Being a world class props designer requires an enormous amount of imagination and creativity. Dayna Fries has truckloads of both! She’ll need them to outfit a secret Nazi laboratory set in WW II and do it on a budget!
Here’s where the hotdog spiralizers come in. It is, as the name implies, a tool that enables you to turn a hotdog into a spiral of beefy byproducts. Only a props designer would see spiralizers for sale and think “I can make something with those!” And she will.
Dayna has a passion for theatre that has its origins in a tale of redemption. Before her theatre days, Dayna worked a 9-to-5 job for many years, mostly office management and HR. For the most part she enjoyed the work. That is, until 2008, when her job was so awful that her always supportive husband Brian suggested she quit. And she did.
With her now free time, Dayna hung out with her best friend, who also happened to be her mom. These were treasured moments. Dayna and her mom made the most of them, not knowing they would all too soon come to an end. After a spell of unexplained back pain, Dayna’s mom was suddenly admitted to the hospital with cancer. She passed away a month later.

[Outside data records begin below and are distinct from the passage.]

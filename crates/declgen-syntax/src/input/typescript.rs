//! TypeScript declaration reader.
//!
//! Parses declaration source with tree-sitter and lowers the concrete syntax
//! tree into [`Module`]. Interfaces, type aliases and the type expressions
//! inside them are modelled; any other syntax is carried as verbatim text.

use super::ReadError;
use crate::ast::{
    Declaration, DeclarationKind, IndexSignature, Interface, Item, Keyword, Member, MemberKind,
    Module, PropertySignature, TypeAlias, TypeNode,
};
use tree_sitter::{Node, Parser};

/// Parse TypeScript declaration source into a declaration tree.
pub fn read_typescript(source: &str) -> Result<Module, ReadError> {
    let mut parser = Parser::new();
    parser
        .set_language(&arborium_typescript::language().into())
        .map_err(|e| ReadError::Init(format!("tree-sitter init: {}", e)))?;

    let tree = parser
        .parse(source, None)
        .ok_or_else(|| ReadError::Init("tree-sitter produced no tree".into()))?;

    let root = tree.root_node();
    if root.has_error() {
        let at = first_error(root).unwrap_or(root);
        let pos = at.start_position();
        return Err(ReadError::Syntax {
            line: pos.row + 1,
            column: pos.column + 1,
        });
    }

    let ctx = ReadContext::new(source);
    ctx.read_module(root)
}

fn first_error(node: Node) -> Option<Node> {
    if node.is_error() || node.is_missing() {
        return Some(node);
    }
    let mut cursor = node.walk();
    let children: Vec<Node> = node.children(&mut cursor).collect();
    children
        .into_iter()
        .filter(|c| c.has_error() || c.is_missing())
        .find_map(first_error)
}

/// Comment `a` sits directly above `b`, with no blank line in between.
fn adjacent(a: Node, b: Node) -> bool {
    a.end_position().row + 1 >= b.start_position().row
}

struct ReadContext<'a> {
    source: &'a str,
}

impl<'a> ReadContext<'a> {
    fn new(source: &'a str) -> Self {
        Self { source }
    }

    fn node_text(&self, node: Node) -> &str {
        node.utf8_text(self.source.as_bytes()).unwrap_or("")
    }

    fn named_children<'t>(&self, node: Node<'t>) -> Vec<Node<'t>> {
        let mut cursor = node.walk();
        let children = node.named_children(&mut cursor).collect();
        children
    }

    /// First named child that is not a comment.
    fn first_type_child<'t>(&self, node: Node<'t>) -> Option<Node<'t>> {
        self.named_children(node)
            .into_iter()
            .find(|c| c.kind() != "comment")
    }

    fn has_token(&self, node: Node, token: &str) -> bool {
        let mut cursor = node.walk();
        for child in node.children(&mut cursor) {
            if !child.is_named() && self.node_text(child) == token {
                return true;
            }
        }
        false
    }

    fn read_module(&self, root: Node) -> Result<Module, ReadError> {
        if root.kind() != "program" {
            return Err(ReadError::UnexpectedNode {
                expected: "program".into(),
                got: root.kind().into(),
            });
        }

        let mut module = Module::new();
        let mut pending: Vec<Node> = Vec::new();

        for child in self.named_children(root) {
            match child.kind() {
                "comment" => pending.push(child),
                "empty_statement" => {}
                _ => {
                    let leading = self.split_leading(&mut pending, child);
                    self.flush_comments(&mut pending, &mut module);
                    let mut decl = self.read_declaration(child)?;
                    decl.comments = leading;
                    module.items.push(Item::Declaration(decl));
                }
            }
        }

        self.flush_comments(&mut pending, &mut module);

        Ok(module)
    }

    /// Emit detached comments, one item per run of adjacent comments.
    fn flush_comments(&self, pending: &mut Vec<Node>, module: &mut Module) {
        let mut run: Option<(String, Node)> = None;
        for comment in pending.drain(..) {
            let text = self.node_text(comment);
            run = match run {
                Some((mut joined, last)) if adjacent(last, comment) => {
                    joined.push('\n');
                    joined.push_str(text);
                    Some((joined, comment))
                }
                Some((joined, _)) => {
                    module.items.push(Item::Comment(joined));
                    Some((text.to_string(), comment))
                }
                None => Some((text.to_string(), comment)),
            };
        }
        if let Some((joined, _)) = run {
            module.items.push(Item::Comment(joined));
        }
    }

    /// Split off the run of comments that directly precedes `next`,
    /// leaving the detached ones in `pending`.
    fn split_leading(&self, pending: &mut Vec<Node>, next: Node) -> Vec<String> {
        let mut start = pending.len();
        let mut below = next;
        while start > 0 && adjacent(pending[start - 1], below) {
            start -= 1;
            below = pending[start];
        }
        pending
            .split_off(start)
            .into_iter()
            .map(|c| self.node_text(c).to_string())
            .collect()
    }

    fn read_declaration(&self, node: Node) -> Result<Declaration, ReadError> {
        if node.kind() == "export_statement" {
            if let Some(decl) = node.child_by_field_name("declaration") {
                let mut inner = self.read_declaration(decl)?;
                inner.export = true;
                return Ok(inner);
            }
        }

        let kind = match node.kind() {
            "interface_declaration" => DeclarationKind::Interface(self.read_interface(node)?),
            "type_alias_declaration" => DeclarationKind::TypeAlias(self.read_type_alias(node)?),
            _ => DeclarationKind::Verbatim(self.node_text(node).to_string()),
        };

        Ok(Declaration {
            comments: Vec::new(),
            export: false,
            kind,
        })
    }

    fn read_interface(&self, node: Node) -> Result<Interface, ReadError> {
        let name = node
            .child_by_field_name("name")
            .ok_or_else(|| self.unexpected("interface name", node))?;
        let body = node
            .child_by_field_name("body")
            .ok_or_else(|| self.unexpected("interface body", node))?;

        let extends = self
            .named_children(node)
            .into_iter()
            .find(|c| c.kind() == "extends_type_clause")
            .map(|c| self.node_text(c).to_string());

        Ok(Interface {
            name: self.node_text(name).to_string(),
            type_parameters: node
                .child_by_field_name("type_parameters")
                .map(|n| self.node_text(n).to_string()),
            extends,
            members: self.read_members(body)?,
        })
    }

    fn read_type_alias(&self, node: Node) -> Result<TypeAlias, ReadError> {
        let name = node
            .child_by_field_name("name")
            .ok_or_else(|| self.unexpected("type alias name", node))?;
        let value = node
            .child_by_field_name("value")
            .ok_or_else(|| self.unexpected("type alias value", node))?;

        Ok(TypeAlias {
            name: self.node_text(name).to_string(),
            type_parameters: node
                .child_by_field_name("type_parameters")
                .map(|n| self.node_text(n).to_string()),
            value: self.read_type(value)?,
        })
    }

    /// Members of an interface body or object type.
    fn read_members(&self, body: Node) -> Result<Vec<Member>, ReadError> {
        let mut members: Vec<Member> = Vec::new();
        let mut pending: Vec<String> = Vec::new();
        let mut last_row = None;

        for child in self.named_children(body) {
            if child.kind() == "comment" {
                let text = self.node_text(child).to_string();
                let same_line = last_row == Some(child.start_position().row);
                match members.last_mut() {
                    Some(prev) if same_line && prev.trailing.is_none() => {
                        prev.trailing = Some(text)
                    }
                    _ => pending.push(text),
                }
                continue;
            }
            last_row = Some(child.end_position().row);
            let kind = match child.kind() {
                "property_signature" => self.read_property(child)?,
                "index_signature" => self.read_index_signature(child)?,
                _ => MemberKind::Verbatim(self.node_text(child).to_string()),
            };
            members.push(Member {
                comments: std::mem::take(&mut pending),
                kind,
                trailing: None,
            });
        }

        if !pending.is_empty() {
            tracing::debug!(count = pending.len(), "dropping comments after last member");
        }

        Ok(members)
    }

    fn read_property(&self, node: Node) -> Result<MemberKind, ReadError> {
        let name = node
            .child_by_field_name("name")
            .ok_or_else(|| self.unexpected("property name", node))?;

        let ty = match node.child_by_field_name("type") {
            Some(annotation) => Some(self.read_annotation(annotation)?),
            None => None,
        };

        Ok(MemberKind::Property(PropertySignature {
            name: self.node_text(name).to_string(),
            optional: self.has_token(node, "?"),
            readonly: self.has_token(node, "readonly"),
            ty,
        }))
    }

    fn read_index_signature(&self, node: Node) -> Result<MemberKind, ReadError> {
        let (Some(name), Some(key), Some(annotation)) = (
            node.child_by_field_name("name"),
            node.child_by_field_name("index_type"),
            node.child_by_field_name("type"),
        ) else {
            // Mapped-type clauses and friends.
            return Ok(MemberKind::Verbatim(self.node_text(node).to_string()));
        };
        if annotation.kind() != "type_annotation" {
            return Ok(MemberKind::Verbatim(self.node_text(node).to_string()));
        }

        Ok(MemberKind::Index(IndexSignature {
            readonly: self.has_token(node, "readonly"),
            parameter: self.node_text(name).to_string(),
            key: self.read_type(key)?,
            value: self.read_annotation(annotation)?,
        }))
    }

    /// `: T` -> `T`
    fn read_annotation(&self, node: Node) -> Result<TypeNode, ReadError> {
        let inner = self
            .first_type_child(node)
            .ok_or_else(|| self.unexpected("type in annotation", node))?;
        self.read_type(inner)
    }

    fn read_type(&self, node: Node) -> Result<TypeNode, ReadError> {
        Ok(match node.kind() {
            "predefined_type" => {
                let text = self.node_text(node);
                match Keyword::parse(text) {
                    Some(kw) => TypeNode::Keyword(kw),
                    None => TypeNode::Verbatim(text.to_string()),
                }
            }

            "type_identifier" | "nested_type_identifier" => {
                TypeNode::reference(self.node_text(node))
            }

            "generic_type" => {
                let name = node
                    .child_by_field_name("name")
                    .ok_or_else(|| self.unexpected("generic type name", node))?;
                let mut arguments = Vec::new();
                if let Some(args) = node.child_by_field_name("type_arguments") {
                    for arg in self.named_children(args) {
                        if arg.kind() != "comment" {
                            arguments.push(self.read_type(arg)?);
                        }
                    }
                }
                TypeNode::Reference {
                    name: self.node_text(name).to_string(),
                    arguments,
                }
            }

            "union_type" => {
                let mut types = Vec::new();
                self.flatten(node, "union_type", &mut types)?;
                TypeNode::Union(types)
            }

            "intersection_type" => {
                let mut types = Vec::new();
                self.flatten(node, "intersection_type", &mut types)?;
                TypeNode::Intersection(types)
            }

            "parenthesized_type" => {
                let inner = self
                    .first_type_child(node)
                    .ok_or_else(|| self.unexpected("parenthesized type", node))?;
                TypeNode::Parenthesized(Box::new(self.read_type(inner)?))
            }

            "literal_type" => match self.first_type_child(node) {
                Some(lit) if lit.kind() == "string" => {
                    TypeNode::StringLiteral(self.node_text(lit).to_string())
                }
                _ => TypeNode::Literal(self.node_text(node).to_string()),
            },

            "object_type" => TypeNode::TypeLiteral(self.read_members(node)?),

            "array_type" => {
                let element = self
                    .first_type_child(node)
                    .ok_or_else(|| self.unexpected("array element type", node))?;
                TypeNode::Array(Box::new(self.read_type(element)?))
            }

            "tuple_type" => {
                let mut elements = Vec::new();
                for child in self.named_children(node) {
                    if child.kind() != "comment" {
                        elements.push(self.read_type(child)?);
                    }
                }
                TypeNode::Tuple(elements)
            }

            _ => TypeNode::Verbatim(self.node_text(node).to_string()),
        })
    }

    /// Collect the operands of a left-nested binary `|`/`&` chain.
    fn flatten(&self, node: Node, kind: &str, out: &mut Vec<TypeNode>) -> Result<(), ReadError> {
        for child in self.named_children(node) {
            match child.kind() {
                "comment" => {}
                k if k == kind => self.flatten(child, kind, out)?,
                _ => out.push(self.read_type(child)?),
            }
        }
        Ok(())
    }

    fn unexpected(&self, expected: &str, node: Node) -> ReadError {
        ReadError::UnexpectedNode {
            expected: expected.to_string(),
            got: node.kind().to_string(),
        }
    }
}
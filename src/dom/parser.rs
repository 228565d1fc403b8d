use crate::dom::{Document, NodeId};
use scraper::{ElementRef, Html, Node};

/// Parse raw HTML into a live [`Document`].
///
/// Every text node is kept verbatim, including whitespace and the contents
/// of script/style elements, so serializing the result reproduces the page
/// text exactly. Comments and doctype nodes are dropped.
pub fn parse_html(html: &str, url: &str) -> Document {
    let parsed = Html::parse_document(html);

    let title = scraper::Selector::parse("title")
        .ok()
        .and_then(|sel| parsed.select(&sel).next())
        .map(|el| el.text().collect::<String>())
        .unwrap_or_default();

    let mut doc = Document::new(url);
    doc.title = title.trim().to_string();

    let root = doc.root();
    let html_el = convert_element(&mut doc, parsed.root_element());
    // A fresh element under the fresh root always attaches.
    let _ = doc.append_child(root, html_el);
    doc
}

fn convert_element(doc: &mut Document, el: ElementRef<'_>) -> NodeId {
    let tag = el.value().name.local.as_ref().to_string();
    let id = doc.create_element(tag);
    for (k, v) in el.value().attrs() {
        doc.set_attr(id, k, v);
    }

    for child_ref in el.children() {
        let child = match child_ref.value() {
            Node::Element(_) => ElementRef::wrap(child_ref).map(|c| convert_element(doc, c)),
            Node::Text(t) => Some(doc.create_text(t.text.to_string())),
            _ => None,
        };
        if let Some(child) = child {
            // Parent is an element and the child is fresh: cannot fail.
            let _ = doc.append_child(id, child);
        }
    }

    id
}

#[cfg(test)]
mod tests {
    use super::*;

    #[test]
    fn parse_simple_html() {
        let html = r#"
        <html>
            <head><title>Test Page</title></head>
            <body>
                <h1>Hello, reader</h1>
                <p class="lead">Content paragraph</p>
            </body>
        </html>
        "#;

        let doc = parse_html(html, "https://example.com");
        assert_eq!(doc.title, "Test Page");
        let body = doc.body().expect("body");
        assert!(doc.text_content(body).contains("Content paragraph"));
        let p = doc.elements_with_class(body, "lead");
        assert_eq!(p.len(), 1);
    }

    #[test]
    fn keeps_script_text_verbatim() {
        let html = r#"<html><body><p>Visible</p><script>if (a < b) run();</script></body></html>"#;

        let doc = parse_html(html, "https://example.com");
        let body = doc.body().unwrap();
        let text = doc.text_content(body);
        assert!(text.contains("Visible"));
        assert!(text.contains("if (a < b) run();"));
    }
}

Out of the crippling depression that ensued, Dayna eventually saw a path. She would enroll in a nursing program at Brookhaven and follow in the footsteps of the nurses who had cared for her mom. She also registered for an elective course, “Introduction to Theatre” taught by Michael Robinson, little knowing how it would change her life. Michael encouraged Dayna to sign up for an acting class, soon to be followed by other acting classes. It felt like rehab in the best of ways.
Finally it was time for Dayna to leave the comfort of Brookhaven and try her hand at local theatre. Her second show was with Pegasus (playing the role of a nurse!) and we knew immediately she would become part of the family. Dayna is as talented as an actor as she is at props design. (She is also a stage manager and can run a light board.) We count ourselves lucky to have met her!
Happily, the feeling is mutual. Dayna fits in perfectly with our culture. She finds us to be organized and intensely focused on the well-being of the actors (which includes paying a fair wage, exempting actors from any non-acting tasks such as set strike, and of course feeding actors.) Says Dayna, “It made me feel like a real actor.”
What’s next for Dayna? She now works full-time in theatre, combining a part-time job in the theatre department at Brookhaven with regular work at various area theatres in her fields of expertise (acting, props, stage management). We look forward to many more opportunities to work with this multi-talented woman!